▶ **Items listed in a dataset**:
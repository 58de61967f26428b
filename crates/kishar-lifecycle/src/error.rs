use thiserror::Error;

/// Error taxonomy for the bridge and its context controller.
///
/// - `Load` is fatal: the bridge enters `Failed` and stops forwarding events.
/// - `Engine` is recoverable: absorbed locally, retried once on the next
///   surface event, otherwise the bridge stays contextless and render ticks
///   degrade to skips.
/// - `Sequencing` marks a programming defect (an invariant-breaking call
///   order). It is logged and the offending event dropped; crashing
///   mid-frame is worse than one dropped frame.
#[derive(Debug, Clone, PartialEq, Error)]
pub enum BridgeError {
    #[error("module load failed: {0}")]
    Load(String),

    #[error("engine error during {op}: {message}")]
    Engine { op: &'static str, message: String },

    #[error("sequencing violation: {0}")]
    Sequencing(&'static str),
}

impl BridgeError {
    pub fn engine(op: &'static str, message: impl Into<String>) -> Self {
        Self::Engine {
            op,
            message: message.into(),
        }
    }

    /// True for errors that must terminate the process.
    pub fn is_fatal(&self) -> bool {
        matches!(self, BridgeError::Load(_))
    }
}
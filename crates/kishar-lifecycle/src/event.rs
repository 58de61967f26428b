use crate::surface::SurfaceDescriptor;

/// Host-delivered lifecycle and surface events, plus the two completion
/// signals the module loader hands back onto the event thread.
///
/// Delivery is strictly serialized: the bridge assumes events arrive one at
/// a time, in order, but makes no assumption about which thread delivers a
/// given event relative to its predecessor.
#[derive(Debug, Clone, PartialEq)]
pub enum HostEvent {
    /// Process start: begin the asynchronous module load. Must not block.
    ModuleLoadRequested,
    /// Loader completion signal, success path.
    LoadSucceeded,
    /// Loader completion signal, failure path. Fatal.
    LoadFailed(String),
    /// The host created a drawable surface.
    SurfaceAvailable(SurfaceDescriptor),
    /// The host resized or otherwise re-described an existing surface.
    SurfaceChanged(SurfaceDescriptor),
    /// The host is about to reclaim the surface. Teardown must complete
    /// before this event finishes processing.
    SurfaceDestroyed,
    Foreground,
    Background,
    /// A frame-loop tick. Only produces work in `Foreground`.
    RenderTick(u64),
    /// Terminal shutdown request. Idempotent.
    Destroy,
}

▶ **Aim of the task**:
Of the lines in the data, report each one containing the string "completion".

▶ **Exercise result**:
/// Host-delivered lifecycle and surface events, plus the two completion
    /// Loader completion signal, success path.
    /// Loader completion signal, failure path. Fatal.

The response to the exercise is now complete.